*RECORDS TO USE*:
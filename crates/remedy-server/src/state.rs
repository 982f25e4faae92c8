use std::sync::Arc;

use remedy_core::github::GithubEffector;

/// Shared application state passed to all route handlers.
///
/// Read-only after startup; every request gets its own decode/dispatch run.
#[derive(Clone)]
pub struct AppState {
    pub effector: Arc<GithubEffector>,
    /// Slack signing secret. `None` disables request signature checks.
    pub signing_secret: Option<Arc<str>>,
}

impl AppState {
    pub fn new(effector: GithubEffector) -> Self {
        Self {
            effector: Arc::new(effector),
            signing_secret: None,
        }
    }

    /// Builder: require Slack request signatures made with `secret`.
    pub fn with_signing_secret(mut self, secret: impl Into<String>) -> Self {
        self.signing_secret = Some(Arc::from(secret.into()));
        self
    }
}
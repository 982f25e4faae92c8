use axum::http::StatusCode;
use axum::response::{IntoResponse, Response};
use remedy_core::error::RemedyError;

// ---------------------------------------------------------------------------
// AppError — unified error type for HTTP responses
// ---------------------------------------------------------------------------

/// Unified error type for HTTP responses.
#[derive(Debug)]
pub struct AppError(pub anyhow::Error);

impl AppError {
    /// Construct a 400 Bad Request error with the given message.
    pub fn bad_request(msg: impl Into<String>) -> Self {
        Self(RemedyError::MalformedRequest(msg.into()).into())
    }

    /// Construct a 401 Unauthorized error with the given message.
    pub fn unauthorized(msg: impl Into<String>) -> Self {
        Self(RemedyError::Unauthorized(msg.into()).into())
    }
}

impl IntoResponse for AppError {
    fn into_response(self) -> Response {
        let status = if let Some(e) = self.0.downcast_ref::<RemedyError>() {
            match e {
                RemedyError::MalformedRequest(_) | RemedyError::InvalidScoreInput(_) => {
                    StatusCode::BAD_REQUEST
                }
                RemedyError::Unauthorized(_) => StatusCode::UNAUTHORIZED,
                RemedyError::InvalidConfig(_) | RemedyError::Io(_) | RemedyError::Json(_) => {
                    StatusCode::INTERNAL_SERVER_ERROR
                }
            }
        } else {
            StatusCode::INTERNAL_SERVER_ERROR
        };

        if status.is_server_error() {
            tracing::error!(error = %self.0, "request failed");
        } else {
            tracing::warn!(status = status.as_u16(), error = %self.0, "request rejected");
        }

        let body = serde_json::json!({ "error": self.0.to_string() });
        (status, axum::Json(body)).into_response()
    }
}

impl<E> From<E> for AppError
where
    E: Into<anyhow::Error>,
{
    fn from(err: E) -> Self {
        Self(err.into())
    }
}
use crate::output::print_json;
use anyhow::Context;
use remedy_core::score;
use std::path::Path;

// ---------------------------------------------------------------------------
// Entry point
// ---------------------------------------------------------------------------

/// Print the comparison report to stdout; fail when accuracy is below the
/// pass threshold so the exit status gates CI.
pub fn run(prediction: &Path, ground_truth: &Path) -> anyhow::Result<()> {
    let cases = score::load_ground_truth(ground_truth)
        .with_context(|| format!("failed to load ground truth {}", ground_truth.display()))?;
    let predicted = score::load_prediction(prediction)
        .with_context(|| format!("failed to load prediction {}", prediction.display()))?;

    let report = score::compare(&cases, &predicted);
    print_json(&report)?;

    if !report.passed {
        anyhow::bail!(
            "accuracy {:.2} is below the {:.2} pass threshold ({} mismatched keys)",
            report.accuracy,
            score::PASS_THRESHOLD,
            report.errors.len()
        );
    }
    Ok(())
}
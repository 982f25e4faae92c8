//! Offline comparator for classifier output.
//!
//! Compares a prediction object against a ground-truth file of cases and
//! reports key-level accuracy. Not part of the webhook path.

use std::path::Path;

use serde::{Deserialize, Serialize};
use serde_json::{Map, Value};

use crate::error::{RemedyError, Result};

pub const DEFAULT_GROUND_TRUTH: &str = "ai/eval/ground_truth.json";
pub const PASS_THRESHOLD: f64 = 0.8;

// ---------------------------------------------------------------------------
// Inputs
// ---------------------------------------------------------------------------

#[derive(Debug, Clone, Deserialize)]
pub struct GroundTruthCase {
    pub expected: Map<String, Value>,
}

// ---------------------------------------------------------------------------
// Report
// ---------------------------------------------------------------------------

#[derive(Debug, Clone, PartialEq, Serialize)]
pub struct Mismatch {
    pub key: String,
    pub expected: Value,
    /// `null` when the prediction lacks the key.
    pub actual: Value,
}

#[derive(Debug, Clone, PartialEq, Serialize)]
pub struct ScoreReport {
    /// Rounded to two decimals.
    pub accuracy: f64,
    pub passed: bool,
    pub errors: Vec<Mismatch>,
}

// ---------------------------------------------------------------------------
// compare
// ---------------------------------------------------------------------------

/// Score `prediction` against every case. Each expected key counts once per
/// case. An empty ground truth scores 0 and fails.
pub fn compare(cases: &[GroundTruthCase], prediction: &Map<String, Value>) -> ScoreReport {
    let mut matched = 0usize;
    let mut total = 0usize;
    let mut errors = Vec::new();

    for case in cases {
        for (key, expected) in &case.expected {
            total += 1;
            match prediction.get(key) {
                Some(actual) if values_match(expected, actual) => matched += 1,
                actual => errors.push(Mismatch {
                    key: key.clone(),
                    expected: expected.clone(),
                    actual: actual.cloned().unwrap_or(Value::Null),
                }),
            }
        }
    }

    let accuracy = if total == 0 {
        0.0
    } else {
        matched as f64 / total as f64
    };

    ScoreReport {
        accuracy: (accuracy * 100.0).round() / 100.0,
        passed: accuracy >= PASS_THRESHOLD,
        errors,
    }
}

/// JSON equality where numbers compare by value, so `1` matches `1.0`.
fn values_match(expected: &Value, actual: &Value) -> bool {
    match (expected, actual) {
        (Value::Number(a), Value::Number(b)) => a == b || a.as_f64() == b.as_f64(),
        (Value::Array(a), Value::Array(b)) => {
            a.len() == b.len() && a.iter().zip(b).all(|(x, y)| values_match(x, y))
        }
        (Value::Object(a), Value::Object(b)) => {
            a.len() == b.len()
                && a.iter()
                    .all(|(k, x)| b.get(k).is_some_and(|y| values_match(x, y)))
        }
        _ => expected == actual,
    }
}

// ---------------------------------------------------------------------------
// Loading
// ---------------------------------------------------------------------------

pub fn load_ground_truth(path: &Path) -> Result<Vec<GroundTruthCase>> {
    let text = std::fs::read_to_string(path)?;
    serde_json::from_str(&text).map_err(|e| {
        RemedyError::InvalidScoreInput(format!(
            "{}: expected an array of {{\"expected\": {{...}}}} cases: {e}",
            path.display()
        ))
    })
}

pub fn load_prediction(path: &Path) -> Result<Map<String, Value>> {
    let text = std::fs::read_to_string(path)?;
    match serde_json::from_str::<Value>(&text)? {
        Value::Object(map) => Ok(map),
        other => Err(RemedyError::InvalidScoreInput(format!(
            "{}: prediction must be a JSON object, got {}",
            path.display(),
            json_type_name(&other)
        ))),
    }
}

fn json_type_name(value: &Value) -> &'static str {
    match value {
        Value::Null => "null",
        Value::Bool(_) => "a boolean",
        Value::Number(_) => "a number",
        Value::String(_) => "a string",
        Value::Array(_) => "an array",
        Value::Object(_) => "an object",
    }
}

// ---------------------------------------------------------------------------
// Tests
// ---------------------------------------------------------------------------
//! Fetch orchestration: two concurrent requests, one combined outcome.

use crate::{
    model::{FetchOutcome, ForecastPoint, ForecastSeries, RawForecast, Unit, WeatherSnapshot},
    provider::{SourceError, WeatherSource},
};

const HOURS_PER_DAY: u32 = 24;

/// Issue the current-conditions and forecast requests concurrently and
/// collapse their results into one [`FetchOutcome`].
///
/// Both requests always run to completion before an outcome is produced.
pub async fn fetch_outcome(source: &dyn WeatherSource, location: &str, unit: Unit) -> FetchOutcome {
    let (current, forecast) =
        tokio::join!(source.current(location, unit), source.forecast(location, unit));

    combine(location, current, forecast)
}

/// Merge the two request results.
///
/// The current-conditions result is inspected first: a transport failure
/// there is a network error, and a "not found" there wins over anything the
/// forecast reported. Otherwise any forecast failure is a network error.
pub fn combine(
    location: &str,
    current: Result<WeatherSnapshot, SourceError>,
    forecast: Result<RawForecast, SourceError>,
) -> FetchOutcome {
    let weather = match current {
        Ok(weather) => weather,
        Err(SourceError::NotFound { .. }) => {
            tracing::debug!("Location '{location}' not found");
            return FetchOutcome::NotFound {
                location: location.to_string(),
            };
        }
        Err(e) => return network_error("current conditions", e),
    };

    match forecast {
        Ok(raw) => FetchOutcome::Success {
            weather,
            forecast: sample_daily(raw),
        },
        Err(e) => network_error("forecast", e),
    }
}

fn network_error(request: &str, err: SourceError) -> FetchOutcome {
    tracing::warn!("Weather {request} request failed: {err}");
    FetchOutcome::NetworkError {
        message: err.to_string(),
    }
}

/// Entries to skip between daily samples for a feed reporting every
/// `interval_hours` hours. A 3-hour feed gives 8.
pub fn daily_stride(interval_hours: u32) -> usize {
    if interval_hours == 0 {
        return 1;
    }
    let stride = (HOURS_PER_DAY as f64 / interval_hours as f64).round() as usize;
    stride.max(1)
}

/// One reading per day, starting at the first entry, at most five.
pub fn sample_daily(raw: RawForecast) -> ForecastSeries {
    let stride = daily_stride(raw.interval_hours);
    let points: Vec<ForecastPoint> = raw
        .entries
        .into_iter()
        .step_by(stride)
        .take(ForecastSeries::MAX_POINTS)
        .collect();

    ForecastSeries::new(points)
}

#[cfg(test)]
mod tests {
    use super::*;
    use crate::model::Condition;
    use async_trait::async_trait;
    use chrono::DateTime;

    fn condition() -> Condition {
        Condition {
            label: "Clouds".into(),
            description: "scattered clouds".into(),
            icon_url: "https://openweathermap.org/img/wn/03d@2x.png".into(),
        }
    }

    fn snapshot(location: &str) -> WeatherSnapshot {
        WeatherSnapshot {
            location_name: location.into(),
            country: "US".into(),
            condition: condition(),
            temperature: 21.4,
            feels_like: 20.9,
            humidity_pct: 40,
            wind_speed: 3.6,
        }
    }

    fn raw(len: usize, interval_hours: u32) -> RawForecast {
        RawForecast {
            interval_hours,
            entries: (0..len)
                .map(|i| ForecastPoint {
                    timestamp: DateTime::from_timestamp(1_700_000_000 + i as i64 * 3600, 0)
                        .unwrap(),
                    temperature: i as f64,
                    condition: condition(),
                })
                .collect(),
        }
    }

    #[test]
    fn stride_follows_interval() {
        assert_eq!(daily_stride(3), 8);
        assert_eq!(daily_stride(1), 24);
        assert_eq!(daily_stride(24), 1);
        assert_eq!(daily_stride(48), 1);
        assert_eq!(daily_stride(0), 1);
    }

    #[test]
    fn sampling_forty_three_hour_entries() {
        let series = sample_daily(raw(40, 3));

        let picked: Vec<f64> = series.points().iter().map(|p| p.temperature).collect();
        assert_eq!(picked, vec![0.0, 8.0, 16.0, 24.0, 32.0]);
    }

    #[test]
    fn sampling_short_and_hourly_feeds() {
        assert_eq!(sample_daily(raw(10, 3)).len(), 2);
        assert!(sample_daily(raw(0, 3)).is_empty());

        let hourly = sample_daily(raw(120, 1));
        let picked: Vec<f64> = hourly.points().iter().map(|p| p.temperature).collect();
        assert_eq!(picked, vec![0.0, 24.0, 48.0, 72.0, 96.0]);
    }

    #[test]
    fn forecast_failure_discards_weather() {
        let outcome = combine(
            "Los Angeles",
            Ok(snapshot("Los Angeles")),
            Err(SourceError::Timeout),
        );
        assert_eq!(
            outcome,
            FetchOutcome::NetworkError {
                message: "request timed out".into()
            }
        );
    }

    #[test]
    fn not_found_wins_over_forecast_result() {
        let outcome = combine(
            "Atlantis",
            Err(SourceError::NotFound {
                location: "Atlantis".into(),
            }),
            Ok(raw(40, 3)),
        );
        assert_eq!(
            outcome,
            FetchOutcome::NotFound {
                location: "Atlantis".into()
            }
        );

        let outcome = combine(
            "Atlantis",
            Err(SourceError::NotFound {
                location: "Atlantis".into(),
            }),
            Err(SourceError::Transport("connection refused".into())),
        );
        assert_eq!(
            outcome,
            FetchOutcome::NotFound {
                location: "Atlantis".into()
            }
        );
    }

    #[test]
    fn current_transport_failure_is_network_error() {
        let outcome = combine(
            "Paris",
            Err(SourceError::Transport("connection refused".into())),
            Ok(raw(40, 3)),
        );
        assert_eq!(
            outcome,
            FetchOutcome::NetworkError {
                message: "connection refused".into()
            }
        );
    }

    #[derive(Debug)]
    struct SlowForecast;

    #[async_trait]
    impl WeatherSource for SlowForecast {
        async fn current(
            &self,
            location: &str,
            _unit: Unit,
        ) -> Result<WeatherSnapshot, SourceError> {
            Ok(snapshot(location))
        }

        async fn forecast(&self, _location: &str, _unit: Unit) -> Result<RawForecast, SourceError> {
            tokio::task::yield_now().await;
            Ok(raw(40, 3))
        }
    }

    #[tokio::test]
    async fn fetch_waits_for_both_requests() {
        let outcome = fetch_outcome(&SlowForecast, "Los Angeles", Unit::Metric).await;

        match outcome {
            FetchOutcome::Success { weather, forecast } => {
                assert_eq!(weather.location_name, "Los Angeles");
                assert_eq!(forecast.len(), 5);
            }
            other => panic!("expected success, got {other:?}"),
        }
    }
}
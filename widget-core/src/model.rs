use std::{fmt, str::FromStr};

use chrono::{DateTime, Utc};
use serde::{Deserialize, Serialize};

/// Unit system used both for the request to the data source and for labels.
#[derive(Debug, Clone, Copy, PartialEq, Eq, Hash, Serialize, Deserialize, Default)]
#[serde(rename_all = "lowercase")]
pub enum Unit {
    #[default]
    Metric,
    Imperial,
}

impl Unit {
    pub fn as_str(&self) -> &'static str {
        match self {
            Unit::Metric => "metric",
            Unit::Imperial => "imperial",
        }
    }

    pub fn toggle(&self) -> Self {
        match self {
            Unit::Metric => Unit::Imperial,
            Unit::Imperial => Unit::Metric,
        }
    }

    pub fn temperature_label(&self) -> &'static str {
        match self {
            Unit::Metric => "°C",
            Unit::Imperial => "°F",
        }
    }

    pub fn speed_label(&self) -> &'static str {
        match self {
            Unit::Metric => "m/s",
            Unit::Imperial => "mph",
        }
    }
}

/// Color theme of the rendered widget.
#[derive(Debug, Clone, Copy, PartialEq, Eq, Hash, Serialize, Deserialize, Default)]
#[serde(rename_all = "lowercase")]
pub enum Theme {
    #[default]
    Light,
    Dark,
}

impl Theme {
    pub fn as_str(&self) -> &'static str {
        match self {
            Theme::Light => "light",
            Theme::Dark => "dark",
        }
    }

    pub fn toggle(&self) -> Self {
        match self {
            Theme::Light => Theme::Dark,
            Theme::Dark => Theme::Light,
        }
    }
}

impl fmt::Display for Unit {
    fn fmt(&self, f: &mut fmt::Formatter<'_>) -> fmt::Result {
        f.write_str(self.as_str())
    }
}

impl fmt::Display for Theme {
    fn fmt(&self, f: &mut fmt::Formatter<'_>) -> fmt::Result {
        f.write_str(self.as_str())
    }
}

/// A stored preference value that is not one of the known spellings.
#[derive(Debug, Clone, PartialEq, Eq, thiserror::Error)]
#[error("unrecognized {kind} value '{value}'")]
pub struct ParsePreferenceError {
    pub kind: &'static str,
    pub value: String,
}

impl FromStr for Unit {
    type Err = ParsePreferenceError;

    fn from_str(s: &str) -> Result<Self, Self::Err> {
        match s.trim() {
            "metric" => Ok(Unit::Metric),
            "imperial" => Ok(Unit::Imperial),
            other => Err(ParsePreferenceError {
                kind: "unit",
                value: other.to_string(),
            }),
        }
    }
}

impl FromStr for Theme {
    type Err = ParsePreferenceError;

    fn from_str(s: &str) -> Result<Self, Self::Err> {
        match s.trim() {
            "light" => Ok(Theme::Light),
            "dark" => Ok(Theme::Dark),
            other => Err(ParsePreferenceError {
                kind: "theme",
                value: other.to_string(),
            }),
        }
    }
}

/// Weather condition as reported by the data source.
#[derive(Debug, Clone, PartialEq, Serialize, Deserialize)]
pub struct Condition {
    /// Short group label, e.g. "Clouds".
    pub label: String,
    /// Longer text, e.g. "broken clouds".
    pub description: String,
    pub icon_url: String,
}

/// Current conditions for the resolved location.
#[derive(Debug, Clone, PartialEq, Serialize, Deserialize)]
pub struct WeatherSnapshot {
    pub location_name: String,
    pub country: String,
    pub condition: Condition,
    pub temperature: f64,
    pub feels_like: f64,
    pub humidity_pct: u8,
    pub wind_speed: f64,
}

impl WeatherSnapshot {
    /// "Name, CC", or just the name when the source gave no country.
    pub fn display_name(&self) -> String {
        if self.country.is_empty() {
            self.location_name.clone()
        } else {
            format!("{}, {}", self.location_name, self.country)
        }
    }
}

#[derive(Debug, Clone, PartialEq, Serialize, Deserialize)]
pub struct ForecastPoint {
    pub timestamp: DateTime<Utc>,
    pub temperature: f64,
    pub condition: Condition,
}

/// Forecast feed as delivered by a source, before daily sampling.
#[derive(Debug, Clone, PartialEq)]
pub struct RawForecast {
    /// Hours between consecutive entries.
    pub interval_hours: u32,
    pub entries: Vec<ForecastPoint>,
}

/// At most [`ForecastSeries::MAX_POINTS`] daily points.
///
/// Longer inputs are truncated, so it never exceeds the limit.
#[derive(Debug, Clone, PartialEq, Default)]
pub struct ForecastSeries {
    points: Vec<ForecastPoint>,
}

impl ForecastSeries {
    pub const MAX_POINTS: usize = 5;

    pub fn new(mut points: Vec<ForecastPoint>) -> Self {
        points.truncate(Self::MAX_POINTS);
        Self { points }
    }

    pub fn points(&self) -> &[ForecastPoint] {
        &self.points
    }

    pub fn len(&self) -> usize {
        self.points.len()
    }

    pub fn is_empty(&self) -> bool {
        self.points.is_empty()
    }
}

/// Result of one refresh cycle. A failure of either request collapses the
/// whole outcome; there is no partial success.
#[derive(Debug, Clone, PartialEq)]
pub enum FetchOutcome {
    Success {
        weather: WeatherSnapshot,
        forecast: ForecastSeries,
    },
    NotFound { location: String },
    NetworkError { message: String },
}

impl FetchOutcome {
    pub fn is_success(&self) -> bool {
        matches!(self, FetchOutcome::Success { .. })
    }
}
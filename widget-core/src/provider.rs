use crate::{
    Config,
    model::{RawForecast, Unit, WeatherSnapshot},
    provider::{openweather::OpenWeatherProvider, weatherapi::WeatherApiProvider},
};
use async_trait::async_trait;
use chrono::{DateTime, Utc};
use reqwest::Client;
use std::{convert::TryFrom, fmt::Debug, sync::Arc, time::Duration};

pub mod openweather;
pub mod weatherapi;

#[derive(Debug, Clone, Copy, PartialEq, Eq, Hash)]
pub enum ProviderId {
    OpenWeather,
    WeatherApi,
}

impl ProviderId {
    pub fn as_str(&self) -> &'static str {
        match self {
            ProviderId::OpenWeather => "openweather",
            ProviderId::WeatherApi => "weatherapi",
        }
    }

    pub const fn all() -> &'static [ProviderId] {
        &[ProviderId::OpenWeather, ProviderId::WeatherApi]
    }
}

impl std::fmt::Display for ProviderId {
    fn fmt(&self, f: &mut std::fmt::Formatter<'_>) -> std::fmt::Result {
        f.write_str(self.as_str())
    }
}

impl TryFrom<&str> for ProviderId {
    type Error = anyhow::Error;

    fn try_from(value: &str) -> Result<Self, Self::Error> {
        let lower = value.to_lowercase();

        match lower.as_str() {
            "openweather" => Ok(ProviderId::OpenWeather),
            "weatherapi" => Ok(ProviderId::WeatherApi),
            _ => Err(anyhow::anyhow!(
                "Unknown provider '{value}'. Supported providers: openweather, weatherapi."
            )),
        }
    }
}

/// Failure of a single request to the data source.
#[derive(Debug, Clone, PartialEq, thiserror::Error)]
pub enum SourceError {
    /// The response was well formed but the location could not be resolved.
    #[error("location not found: {location}")]
    NotFound { location: String },

    #[error("request timed out")]
    Timeout,

    #[error("{0}")]
    Transport(String),

    #[error("malformed response: {0}")]
    Malformed(String),

    /// Any other status the source reported, with its own message.
    #[error("{message}")]
    Api { code: String, message: String },
}

impl From<reqwest::Error> for SourceError {
    fn from(err: reqwest::Error) -> Self {
        if err.is_timeout() {
            SourceError::Timeout
        } else if err.is_decode() {
            SourceError::Malformed(err.to_string())
        } else {
            SourceError::Transport(err.to_string())
        }
    }
}

impl From<serde_json::Error> for SourceError {
    fn from(err: serde_json::Error) -> Self {
        SourceError::Malformed(err.to_string())
    }
}

/// The two read-only endpoints the widget consumes.
#[async_trait]
pub trait WeatherSource: Send + Sync + Debug {
    async fn current(&self, location: &str, unit: Unit) -> Result<WeatherSnapshot, SourceError>;

    async fn forecast(&self, location: &str, unit: Unit) -> Result<RawForecast, SourceError>;
}

/// Construct a source from config and explicit ProviderId.
pub fn source_from_config(
    id: ProviderId,
    config: &Config,
) -> anyhow::Result<Arc<dyn WeatherSource>> {
    let api_key = config.resolve_api_key(id).ok_or_else(|| {
        anyhow::anyhow!(
            "No API key configured for provider '{id}'.\n\
                 Hint: run `city-weather configure {id}` and enter your API key."
        )
    })?;

    let http = http_client(config.widget.request_timeout())?;

    let source: Arc<dyn WeatherSource> = match id {
        ProviderId::OpenWeather => Arc::new(OpenWeatherProvider::with_client(api_key, http)),
        ProviderId::WeatherApi => Arc::new(WeatherApiProvider::with_client(api_key, http)),
    };

    Ok(source)
}

/// Construct the default source from config, using `default_provider` field.
pub fn default_source_from_config(config: &Config) -> anyhow::Result<Arc<dyn WeatherSource>> {
    let id = config.default_provider_id()?;
    source_from_config(id, config)
}

fn http_client(timeout: Duration) -> anyhow::Result<Client> {
    Ok(Client::builder().timeout(timeout).build()?)
}

pub(crate) fn unix_to_utc(ts: i64) -> Option<DateTime<Utc>> {
    DateTime::from_timestamp(ts, 0)
}

pub(crate) fn truncate_body(body: &str) -> String {
    const MAX: usize = 200;
    match body.char_indices().nth(MAX) {
        Some((idx, _)) => format!("{}...", &body[..idx]),
        None => body.to_string(),
    }
}

#[cfg(test)]
mod tests {
    use super::*;
    use crate::config::Config;

    #[test]
    fn provider_id_as_str_roundtrip() {
        for id in ProviderId::all() {
            let s = id.as_str();
            let parsed = ProviderId::try_from(s).expect("roundtrip should succeed");
            assert_eq!(*id, parsed);
        }
    }

    #[test]
    fn unknown_provider_error() {
        let err = ProviderId::try_from("doesnotexist").unwrap_err();
        assert!(err.to_string().contains("Unknown provider"));
    }

    #[test]
    fn default_source_from_config_errors_when_not_set() {
        let cfg = Config::default();
        let err = default_source_from_config(&cfg).unwrap_err();

        let msg = err.to_string();
        assert!(msg.contains("No default provider configured"));
        assert!(msg.contains("Hint: run `city-weather configure"));
    }

    #[test]
    fn default_source_from_config_works_when_set_and_configured() {
        let mut cfg = Config::default();
        cfg.upsert_provider_api_key(ProviderId::OpenWeather, "KEY".to_string());

        let source = default_source_from_config(&cfg);
        assert!(source.is_ok());
    }

    #[test]
    fn truncate_body_respects_char_boundaries() {
        let short = "city not found";
        assert_eq!(truncate_body(short), short);

        let long = "é".repeat(300);
        let truncated = truncate_body(&long);
        assert!(truncated.ends_with("..."));
        assert_eq!(truncated.chars().count(), 203);
    }

    #[test]
    fn source_error_messages() {
        let not_found = SourceError::NotFound {
            location: "Atlantis".into(),
        };
        assert_eq!(not_found.to_string(), "location not found: Atlantis");

        let api = SourceError::Api {
            code: "401".into(),
            message: "Invalid API key".into(),
        };
        assert_eq!(api.to_string(), "Invalid API key");
    }
}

*PROBLEM REQUIREMENTS*:
Wherever the string "total" appears in a line above, copy that line.

*SOLUTION FOR THIS EXERCISE*:
    let mut total = 0usize;
            total += 1;
    let accuracy = if total == 0 {
        matched as f64 / total as f64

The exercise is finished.